Materials provided.
/// Lazy, finite, restartable walk over the queue in drain order.
///
/// Pages are re-read from the store as the cursor advances, so mutations
/// removed or rewritten mid-walk are observed.
pub struct QueueCursor {
    store: LocalStore,
    page_size: usize,
    position: Option<QueuePosition>,
    buffer: VecDeque<QueueEntry>,
    exhausted: bool,
}

impl QueueCursor {
    fn new(store: LocalStore, page_size: usize) -> Self {
        Self {
            store,
            page_size: page_size.max(1),
            position: None,
            buffer: VecDeque::new(),
            exhausted: false,
        }
    }

    /// Next row in drain order, undecodable ones included.
    pub async fn next_entry(&mut self) -> Result<Option<QueueEntry>> {
        if self.buffer.is_empty() && !self.exhausted {
            let page = self.store.queue_page(self.position, self.page_size).await?;
            if page.len() < self.page_size {
                self.exhausted = true;
            }
            self.buffer.extend(page);
        }

        let next = self.buffer.pop_front();
        if let Some(entry) = &next {
            self.position = Some(entry.position());
        }
        Ok(next)
    }

    /// Next decodable mutation in drain order, or `None` at the end of the queue.
    pub async fn next(&mut self) -> Result<Option<PendingMutation>> {
        while let Some(entry) = self.next_entry().await? {
            match entry {
                QueueEntry::Ready(mutation) => return Ok(Some(mutation)),
                QueueEntry::Unreadable(row) => {
                    tracing::warn!("Skipping unreadable queued mutation {}: {}", row.id, row.error);
                }
            }
        }
        Ok(None)
    }

    /// Start again from the head of the queue.
    pub fn restart(&mut self) {
        self.position = None;
        self.buffer.clear();
        self.exhausted = false;
    }

    /// Drain the remaining mutations into a vector.
    pub async fn collect(mut self) -> Result<Vec<PendingMutation>> {
        let mut mutations = Vec::new();
        while let Some(mutation) = self.next().await? {
            mutations.push(mutation);
        }
        Ok(mutations)
    }
}
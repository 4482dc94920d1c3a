//! Error types for kinen-core

use thiserror::Error;

use crate::remote::RemoteError;

/// Result type alias using kinen-core's Error
pub type Result<T> = std::result::Result<T, Error>;

/// Errors that can occur in kinen-core operations
#[derive(Error, Debug)]
pub enum Error {
    /// Database error
    #[error("Database error: {0}")]
    Database(String),

    /// `SQLite` error
    #[error("SQLite error: {0}")]
    Sqlite(#[from] rusqlite::Error),

    /// IO error
    #[error("IO error: {0}")]
    Io(#[from] std::io::Error),

    /// Record, mutation, or conflict not found
    #[error("Not found: {0}")]
    NotFound(String),

    /// Invalid input
    #[error("Invalid input: {0}")]
    InvalidInput(String),

    /// Serialization error
    #[error("Serialization error: {0}")]
    Serialization(#[from] serde_json::Error),

    /// Local storage engine failure (disk, quota, corrupt row)
    #[error("Storage error: {0}")]
    Storage(String),

    /// Remote authority error
    #[error("Remote error: {0}")]
    Remote(#[from] RemoteError),
}

impl Error {
    /// Whether this error came from the local storage engine rather than the
    /// remote authority or caller input.
    pub const fn is_storage(&self) -> bool {
        matches!(
            self,
            Self::Database(_) | Self::Sqlite(_) | Self::Io(_) | Self::Storage(_)
        )
    }
}
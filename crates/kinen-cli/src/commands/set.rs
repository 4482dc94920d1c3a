use std::path::Path;

use kinen_core::models::{NewMutation, Record, PRIORITY_NORMAL};
use kinen_core::LocalStore;

use crate::commands::common::{
    apply_assignments, normalize_record_identifier, open_store, parse_assignment, resolve_record,
};
use crate::error::CliError;

pub async fn run_set(id: &str, assignments: &[String], db_path: &Path) -> Result<(), CliError> {
    let query = normalize_record_identifier(id)?;
    let store = open_store(db_path)?;
    let updated = set_fields(&store, &query, assignments).await?;

    println!("{}", updated.id);
    Ok(())
}

/// Edit a record locally and queue the update.
pub async fn set_fields(
    store: &LocalStore,
    query: &str,
    assignments: &[String],
) -> Result<Record, CliError> {
    let parsed = assignments
        .iter()
        .map(|raw| parse_assignment(raw))
        .collect::<Result<Vec<_>, _>>()?;
    let mut record = resolve_record(store, query).await?;
    apply_assignments(&mut record, &parsed);

    let stored = store.put(&record).await?;
    store
        .enqueue(NewMutation::update(stored.clone()), PRIORITY_NORMAL)
        .await?;
    Ok(stored)
}
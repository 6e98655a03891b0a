//! # trilex
//!
//! A forgiving recovery core for three-tier vocabulary explanations produced
//! by language models.
//!
//! Given the raw text a model returned for a single word, this library always
//! recovers a renderable [`VocabularyEntry`] with three explanation tiers
//! (professional, intermediate, elementary). It handles the common failure
//! shapes of model output:
//! - JSON wrapped in markdown code fences or surrounded by prose
//! - Trailing commas and stray control characters
//! - No JSON at all: emoji-labeled plain text is mined section by section
//!
//! ## Quick Start
//!
//! ```rust
//! use trilex::parse;
//!
//! let raw = r#"Here you go:
//! {"modes": {"professional": {"title": "liminal", "definition": "on a boundary"}}}
//! hope that helps!"#;
//!
//! let entry = parse(raw, "liminal");
//! assert_eq!(entry.professional.definition, "on a boundary");
//! // Tiers the response omitted are empty placeholders, never absent.
//! assert!(entry.elementary.definition.is_empty());
//! ```
//!
//! ## Features
//!
//! - **Strategy cascade**: whole-response, fenced-block, and bracket-scan
//!   isolation tried in order, each followed by a JSON repair pass
//! - **Heuristic fallback**: positional text scanning over emoji-headed
//!   sections when no JSON span survives, so `parse` never fails
//! - **Candidate extraction**: stoplist-and-frequency ranking of input text,
//!   with optional model-assisted refinement
//! - **Presentation rendering**: a tabbed document, one pane per tier
//!
//! ## Advanced Usage
//!
//! The cascade itself is exposed for callers that want to observe or extend
//! it:
//!
//! ```rust
//! use trilex::{parser::ResponseParser, BracketScan, RecoveryStrategy};
//!
//! let parser = ResponseParser::default();
//! let entry = parser.parse("no json here at all", "word");
//! assert_eq!(entry.word, "word");
//!
//! // Strategies are usable standalone.
//! assert_eq!(BracketScan.isolate("noise {\"a\": 1} noise"), Some("{\"a\": 1}"));
//! ```

pub mod candidates;
pub mod entry;
pub mod error;
pub mod llm;
pub mod parser;
pub mod prompt;
pub mod render;

pub use candidates::extract_candidates;
pub use entry::{GlossedTerm, RelatedVocabulary, TermNote, Tier, TierContent, VocabularyEntry};
pub use error::QueryError;
pub use llm::LlmClient;
pub use parser::{
    BracketScan, FencedBlock, RecoveryStrategy, ResponseParser, WholeResponse, MODE_SEPARATOR,
};
pub use render::{render, EntryDocument, Section, SectionBody, TabPane};

/// Parses raw model output into a three-tier entry for `word`.
///
/// Total over all inputs: structured recovery is attempted first, heuristic
/// section extraction guarantees a result otherwise. Repeated calls on the
/// same input yield identical entries.
pub fn parse(raw: &str, word: &str) -> VocabularyEntry {
    ResponseParser::default().parse(raw, word)
}
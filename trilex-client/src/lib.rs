//! # trilex-client
//!
//! The collaborators around the [`trilex`] recovery core: an HTTP client for
//! an Ollama-style language-model endpoint, a dictionary blob store, and the
//! sequential batch orchestrator that wires them together.
//!
//! ```rust,no_run
//! use trilex_client::{BatchOptions, ClientConfig, HttpLlmClient, MemoryStore};
//!
//! # async fn run() -> Result<(), Box<dyn std::error::Error>> {
//! let llm = HttpLlmClient::new(ClientConfig::default())?;
//! let store = MemoryStore::new();
//!
//! let report = trilex_client::process_text(
//!     &llm,
//!     &store,
//!     "academic",
//!     "The dominant paradigm shifted toward synthesis.",
//!     &BatchOptions::default(),
//! )
//! .await?;
//!
//! println!("{} words saved, {} failed", report.processed.len(), report.failed.len());
//! # Ok(())
//! # }
//! ```

pub mod batch;
pub mod client;
pub mod connection;
pub mod error;
pub mod storage;

pub use batch::{process_text, BatchOptions, BatchReport};
pub use client::{ApiStyle, ClientConfig, HttpLlmClient};
pub use connection::ConnectionState;
pub use error::{ClientError, StoreError};
pub use storage::{Dictionary, DictionaryStore, MemoryStore};
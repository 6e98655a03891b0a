//! HTTP client for an Ollama-style language-model endpoint.
//!
//! The endpoint's API style is explicit configuration, never sniffed from
//! URLs or response shapes at runtime: completion-style backends take
//! `{model, prompt, stream}` on `/api/generate` and answer in `response`,
//! chat-style backends take `{model, messages, stream}` on `/api/chat` and
//! answer in `message.content` (or the OpenAI-compatible
//! `choices[0].message.content`).

use std::sync::{Mutex, MutexGuard, PoisonError};
use std::time::Duration;

use async_trait::async_trait;
use serde_json::{json, Value};
use tracing::{debug, info, warn};
use trilex::{LlmClient, QueryError};

use crate::connection::ConnectionState;
use crate::error::ClientError;

/// Prompt sent by the probe; the reply is discarded.
const PROBE_PROMPT: &str = "Hello";

/// The two request/response contracts a backend can speak.
#[derive(Debug, Clone, Copy, PartialEq, Eq, Default)]
pub enum ApiStyle {
    /// `{model, prompt, stream}` on `/api/generate`, text in `response`.
    #[default]
    Completion,
    /// `{model, messages, stream}` on `/api/chat`, text in `message.content`.
    Chat,
}

impl ApiStyle {
    /// Endpoint path for this style, relative to the base URL.
    pub fn path(self) -> &'static str {
        match self {
            ApiStyle::Completion => "/api/generate",
            ApiStyle::Chat => "/api/chat",
        }
    }

    /// Request body for this style.
    pub fn request_body(self, model: &str, prompt: &str) -> Value {
        match self {
            ApiStyle::Completion => json!({
                "model": model,
                "prompt": prompt,
                "stream": false,
            }),
            ApiStyle::Chat => json!({
                "model": model,
                "messages": [{"role": "user", "content": prompt}],
                "stream": false,
            }),
        }
    }

    /// Pulls the answer text out of a parsed response body.
    pub fn extract(self, value: &Value) -> Option<String> {
        let text = match self {
            ApiStyle::Completion => value.get("response")?.as_str()?,
            ApiStyle::Chat => value
                .pointer("/message/content")
                .or_else(|| value.pointer("/choices/0/message/content"))?
                .as_str()?,
        };
        let text = text.trim();
        if text.is_empty() {
            None
        } else {
            Some(text.to_string())
        }
    }
}

/// Connection settings for [`HttpLlmClient`].
#[derive(Debug, Clone)]
pub struct ClientConfig {
    /// Base URL of the service, without a trailing slash.
    pub base_url: String,
    pub model: String,
    pub api_style: ApiStyle,
    /// Timeout for the two probe requests.
    pub probe_timeout: Duration,
    /// Timeout for a full generation request.
    pub request_timeout: Duration,
}

impl Default for ClientConfig {
    fn default() -> Self {
        Self {
            base_url: "http://localhost:11434".to_string(),
            model: "qwen3:8b".to_string(),
            api_style: ApiStyle::Completion,
            probe_timeout: Duration::from_secs(8),
            request_timeout: Duration::from_secs(120),
        }
    }
}

/// Language-model client over HTTP, carrying its own connection state.
///
/// A query on a not-[`Connected`](ConnectionState::Connected) client probes
/// first; a failed query invalidates the state so the next query re-probes.
#[derive(Debug)]
pub struct HttpLlmClient {
    config: ClientConfig,
    http: reqwest::Client,
    state: Mutex<ConnectionState>,
}

impl HttpLlmClient {
    pub fn new(config: ClientConfig) -> Result<Self, ClientError> {
        let http = reqwest::Client::builder()
            .timeout(config.request_timeout)
            .build()?;
        Ok(Self {
            config,
            http,
            state: Mutex::new(ConnectionState::Untested),
        })
    }

    pub fn config(&self) -> &ClientConfig {
        &self.config
    }

    /// Replaces the connection settings.
    ///
    /// The connection state invalidates back to untested, so the next query
    /// re-probes against the new endpoint and model.
    pub fn update_config(&mut self, config: ClientConfig) -> Result<(), ClientError> {
        self.http = reqwest::Client::builder()
            .timeout(config.request_timeout)
            .build()?;
        self.config = config;
        let state = self.state().invalidate();
        *self.state_lock() = state;
        Ok(())
    }

    /// Current connection state.
    pub fn state(&self) -> ConnectionState {
        *self.state_lock()
    }

    /// Probes the service and records the outcome.
    ///
    /// Two steps: a GET against the base URL to confirm the service is up,
    /// then a one-word generation to confirm the model answers.
    pub async fn probe(&self) -> Result<(), ClientError> {
        let outcome = self.run_probe().await;
        let state = ConnectionState::after_probe(outcome.is_ok());
        *self.state_lock() = state;
        match &outcome {
            Ok(()) => info!(model = %self.config.model, "connection probe succeeded"),
            Err(err) => warn!(error = %err, "connection probe failed"),
        }
        outcome
    }

    async fn run_probe(&self) -> Result<(), ClientError> {
        let base = self
            .http
            .get(&self.config.base_url)
            .timeout(self.config.probe_timeout)
            .send()
            .await?;
        if !base.status().is_success() {
            return Err(ClientError::Unreachable(format!(
                "base service answered status {}",
                base.status()
            )));
        }

        let body = self
            .config
            .api_style
            .request_body(&self.config.model, PROBE_PROMPT);
        let response = self
            .http
            .post(self.endpoint())
            .json(&body)
            .timeout(self.config.probe_timeout)
            .send()
            .await?;
        if response.status().is_success() {
            Ok(())
        } else {
            Err(ClientError::Unreachable(format!(
                "model endpoint answered status {}",
                response.status()
            )))
        }
    }

    async fn raw_query(&self, prompt: &str) -> Result<String, ClientError> {
        let body = self.config.api_style.request_body(&self.config.model, prompt);
        debug!(endpoint = %self.endpoint(), "sending generation request");

        let response = self.http.post(self.endpoint()).json(&body).send().await?;
        let status = response.status();
        if !status.is_success() {
            let body = response.text().await.unwrap_or_default();
            return Err(ClientError::Api {
                status: status.as_u16(),
                body,
            });
        }

        let value: Value = response.json().await?;
        self.config
            .api_style
            .extract(&value)
            .ok_or(ClientError::EmptyResponse)
    }

    fn endpoint(&self) -> String {
        format!("{}{}", self.config.base_url, self.config.api_style.path())
    }

    fn state_lock(&self) -> MutexGuard<'_, ConnectionState> {
        self.state.lock().unwrap_or_else(PoisonError::into_inner)
    }
}

#[async_trait]
impl LlmClient for HttpLlmClient {
    async fn query(&self, prompt: &str) -> Result<String, QueryError> {
        if self.state().needs_probe() {
            self.probe().await.map_err(QueryError::from)?;
        }
        match self.raw_query(prompt).await {
            Ok(text) => Ok(text),
            Err(err) => {
                *self.state_lock() = ConnectionState::Failed;
                Err(err.into())
            }
        }
    }
}

#[cfg(test)]
mod tests {
    use pretty_assertions::assert_eq;
    use serde_json::json;

    use super::*;

    #[test]
    fn test_default_config_matches_local_ollama() {
        let config = ClientConfig::default();
        assert_eq!(config.base_url, "http://localhost:11434");
        assert_eq!(config.model, "qwen3:8b");
        assert_eq!(config.api_style, ApiStyle::Completion);
        assert_eq!(config.probe_timeout, Duration::from_secs(8));
        assert_eq!(config.request_timeout, Duration::from_secs(120));
    }

    #[test]
    fn test_completion_request_shape() {
        let body = ApiStyle::Completion.request_body("m", "p");
        assert_eq!(body, json!({"model": "m", "prompt": "p", "stream": false}));
    }

    #[test]
    fn test_chat_request_shape() {
        let body = ApiStyle::Chat.request_body("m", "p");
        assert_eq!(
            body,
            json!({
                "model": "m",
                "messages": [{"role": "user", "content": "p"}],
                "stream": false,
            })
        );
    }

    #[test]
    fn test_endpoint_paths() {
        assert_eq!(ApiStyle::Completion.path(), "/api/generate");
        assert_eq!(ApiStyle::Chat.path(), "/api/chat");
    }

    #[test]
    fn test_completion_extracts_response_field() {
        let value = json!({"response": " text ", "done": true});
        assert_eq!(ApiStyle::Completion.extract(&value), Some("text".into()));
        assert_eq!(ApiStyle::Completion.extract(&json!({"response": ""})), None);
        assert_eq!(ApiStyle::Completion.extract(&json!({})), None);
    }

    #[test]
    fn test_chat_extracts_message_content() {
        let native = json!({"message": {"role": "assistant", "content": "hi"}});
        assert_eq!(ApiStyle::Chat.extract(&native), Some("hi".into()));

        let openai = json!({"choices": [{"message": {"content": "hello"}}]});
        assert_eq!(ApiStyle::Chat.extract(&openai), Some("hello".into()));

        assert_eq!(ApiStyle::Chat.extract(&json!({"response": "x"})), None);
    }

    #[test]
    fn test_new_client_starts_untested() {
        let client = HttpLlmClient::new(ClientConfig::default()).unwrap();
        assert_eq!(client.state(), ConnectionState::Untested);
    }

    #[test]
    fn test_update_config_invalidates_state() {
        let mut client = HttpLlmClient::new(ClientConfig::default()).unwrap();
        *client.state.lock().unwrap() = ConnectionState::Connected;

        let config = ClientConfig {
            model: "llama3:8b".to_string(),
            ..ClientConfig::default()
        };
        client.update_config(config).unwrap();

        assert_eq!(client.config().model, "llama3:8b");
        assert_eq!(client.state(), ConnectionState::Untested);
    }
}
//! Heuristic fallback behavior through the public `parse` entry point:
//! brace-free content must still yield a fully-tiered entry.

use pretty_assertions::assert_eq;
use trilex::{parse, RelatedVocabulary, MODE_SEPARATOR};

fn tri_mode_response() -> String {
    format!(
        "📘 Word: paradigm\n\
         🧠 Definition: a typical example or pattern\n\
         🔊 Pronunciation: /ˈpærədaɪm/\n\
         🎯 Academic Usage:\n\
         • The study proposes a new paradigm.\n\
         💬 Everyday Use:\n\
         • A paradigm of good behaviour.\n\
         🔗 Associated Academic Vocabulary: model, framework\n\
         {MODE_SEPARATOR}\n\
         📘 词汇: paradigm\n\
         🧠 定义: 范式\n\
         🔊 发音: /ˈpærədaɪm/\n\
         🎯 学术用法:\n\
         • The paradigm shifted.\n\
         🔗 相关学术词汇: model (模型)\n\
         {MODE_SEPARATOR}\n\
         📘 词汇: paradigm\n\
         🧠 意思: 一种典型的例子\n\
         🔊 怎么读: pa-ra-daim\n\
         🎯 怎么用:\n\
         • This is a paradigm.\n\
         🔗 相关词汇: model\n\
         🧭 小贴士: 想想模范\n"
    )
}

#[test]
fn test_brace_free_content_uses_heuristic_path() {
    let entry = parse(&tri_mode_response(), "paradigm");

    assert_eq!(entry.professional.definition, "a typical example or pattern");
    assert_eq!(entry.professional.pronunciation, "/ˈpærədaɪm/");
    assert!(!entry.professional.academic_usage.is_empty());

    assert_eq!(entry.intermediate.definition, "范式");
    assert!(!entry.intermediate.academic_usage.is_empty());

    assert_eq!(entry.elementary.definition, "一种典型的例子");
    assert_eq!(entry.elementary.usage, vec!["This is a paradigm."]);
    assert_eq!(entry.elementary.tips, "想想模范");
}

#[test]
fn test_tier_specific_related_vocabulary_shapes() {
    let entry = parse(&tri_mode_response(), "paradigm");
    assert!(matches!(
        entry.professional.related_vocabulary,
        RelatedVocabulary::Terms(_)
    ));
    assert!(matches!(
        entry.intermediate.related_vocabulary,
        RelatedVocabulary::Glossed(_)
    ));
    assert!(matches!(
        entry.elementary.related_vocabulary,
        RelatedVocabulary::Text(_)
    ));
}

#[test]
fn test_all_tiers_present_even_for_plain_prose() {
    let entry = parse("Nothing structured about this sentence.", "word");
    assert_eq!(entry.word, "word");
    assert_eq!(entry.professional.title, "word");
    assert_eq!(entry.intermediate.title, "word");
    assert_eq!(entry.elementary.title, "word");
}

#[test]
fn test_invalid_json_falls_through_to_heuristic() {
    // Braces are present but unparseable even after repair; the heuristic
    // path still mines the labeled line.
    let raw = "{{{ not json\n🧠 Definition: recovered anyway";
    let entry = parse(raw, "x");
    assert_eq!(entry.professional.definition, "recovered anyway");
}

Your assignment. Return, please, the lines of the data from the first through the line containing "undecodable ones included.", both kept, exactly as they stand and nothing more.

Task result.
/// Lazy, finite, restartable walk over the queue in drain order.
///
/// Pages are re-read from the store as the cursor advances, so mutations
/// removed or rewritten mid-walk are observed.
pub struct QueueCursor {
    store: LocalStore,
    page_size: usize,
    position: Option<QueuePosition>,
    buffer: VecDeque<QueueEntry>,
    exhausted: bool,
}

impl QueueCursor {
    fn new(store: LocalStore, page_size: usize) -> Self {
        Self {
            store,
            page_size: page_size.max(1),
            position: None,
            buffer: VecDeque::new(),
            exhausted: false,
        }
    }

    /// Next row in drain order, undecodable ones included.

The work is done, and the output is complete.